◆ **Activity**
Reproduce the opening lines of the records exactly, please, stopping after the line that contains "use tracing_subscriber::util::SubscriberInitExt;".

(Collected data entries)
↓↓↓
//! Opt-in log output
//!
//! The library only emits `tracing` events. Applications that want them on
//! stderr call [`init_logging`] once at startup.

use std::io::{self, IsTerminal};

use tracing_subscriber::EnvFilter;
use tracing_subscriber::layer::SubscriberExt;
use tracing_subscriber::util::SubscriberInitExt;

/// Install a stderr fmt subscriber
///
/// `RUST_LOG` takes precedence; otherwise the level is `info`, or `debug` when
/// `verbose` is set. Returns `false` when a global subscriber was already set,
/// in which case nothing changes.
pub fn init_logging(verbose: bool) -> bool {
    let default_level = if verbose { "debug" } else { "info" };
    let filter =
        EnvFilter::try_from_default_env().unwrap_or_else(|_| EnvFilter::new(default_level));

    tracing_subscriber::registry()
        .with(
            tracing_subscriber::fmt::layer()
                .with_target(verbose)
                .with_ansi(io::stderr().is_terminal())
                .with_writer(io::stderr),
        )
        .with(filter)
        .try_init()
        .is_ok()
}
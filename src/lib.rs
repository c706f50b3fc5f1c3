//! # Entrez Client
//!
//! A thin async client for NCBI's Entrez E-utilities: ESearch, ELink, EFetch,
//! EPost, ESummary, EInfo, ESpell, EGQuery and ECitMatch.
//!
//! Each request type builds its query string once, performs a single HTTP call
//! when its results are first asked for, and hands back the response body. The
//! only composition logic is the History server relay: a request built with
//! `from_source` copies the WebEnv/query_key window of an upstream request,
//! running the upstream call first when needed.
//!
//! ## Features
//!
//! - **Every E-utility**: typed parameter builders with NCBI's defaults
//! - **Session relay**: ESearch → ELink → EFetch/ESummary chains, EPost uploads
//! - **Rate limiting**: shared token bucket at NCBI's 3 (or 10 with API key) requests/second
//! - **Error handling**: lossy `results()` plus strict `try_results()`
//!
//! ## Quick Start
//!
//! ### Chaining requests
//!
//! ```no_run
//! use entrez_client_rs::{
//!     EFetch, EFetchParams, ELink, ELinkParams, ESearch, ESearchParams, Eutility, EutilsClient,
//!     LinkCommand,
//! };
//!
//! #[tokio::main]
//! async fn main() -> Result<(), Box<dyn std::error::Error>> {
//!     let client = EutilsClient::new();
//!
//!     let mut search = ESearch::new(&client, ESearchParams::new("asthma[mesh] AND 2019[pdat]"))?;
//!     let mut link = ELink::from_source(
//!         &client,
//!         &mut search,
//!         ELinkParams::new("protein").with_cmd(LinkCommand::NeighborHistory),
//!     )
//!     .await?;
//!     let mut fetch = EFetch::from_source(&client, &mut link, EFetchParams::new()).await?;
//!
//!     println!("{}", fetch.results().await);
//!     Ok(())
//! }
//! ```
//!
//! ### Matching citations
//!
//! ```no_run
//! use entrez_client_rs::{Citation, ECitMatch, EutilsClient};
//!
//! #[tokio::main]
//! async fn main() -> Result<(), Box<dyn std::error::Error>> {
//!     let client = EutilsClient::new();
//!     let citation = Citation::new("science", 1987, 235, 182, "palmenberg ac", "Art2");
//!     let mut request = ECitMatch::new(&client, citation)?;
//!     println!("{:?}", request.matches().await?);
//!     Ok(())
//! }
//! ```

pub mod citation;
pub mod config;
pub mod error;
pub mod eutils;
pub mod logging;
pub mod pipeline;
pub mod rate_limit;
pub mod results;

// Re-export main types for convenience
pub use citation::{Citation, CitationMatch, CitationMatchStatus, CitationSet};
pub use config::ClientConfig;
pub use error::{EutilsError, Result};
pub use eutils::{
    DatabaseCount, ECitMatch, EFetch, EFetchParams, EGQuery, EInfo, EInfoParams, ELink,
    ELinkParams, EPost, EPostParams, ESearch, ESearchParams, ESpell, ESummary, ESummaryParams,
    Endpoint, Eutility, EutilsClient, FieldKind, HttpMethod, LinkCommand, ParsedField,
    PipelineStage, SearchSummary, SessionSource, SessionWindow,
};
pub use logging::init_logging;
pub use pipeline::{PipelineOptions, PipelineOutput};
pub use rate_limit::RateLimiter;
pub use results::{EResults, ResultFormat, XmlNode};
↑↑↑
◆ **Solution for this exercise**
//! Opt-in log output
//!
//! The library only emits `tracing` events. Applications that want them on
//! stderr call [`init_logging`] once at startup.

use std::io::{self, IsTerminal};

use tracing_subscriber::EnvFilter;
use tracing_subscriber::layer::SubscriberExt;
use tracing_subscriber::util::SubscriberInitExt;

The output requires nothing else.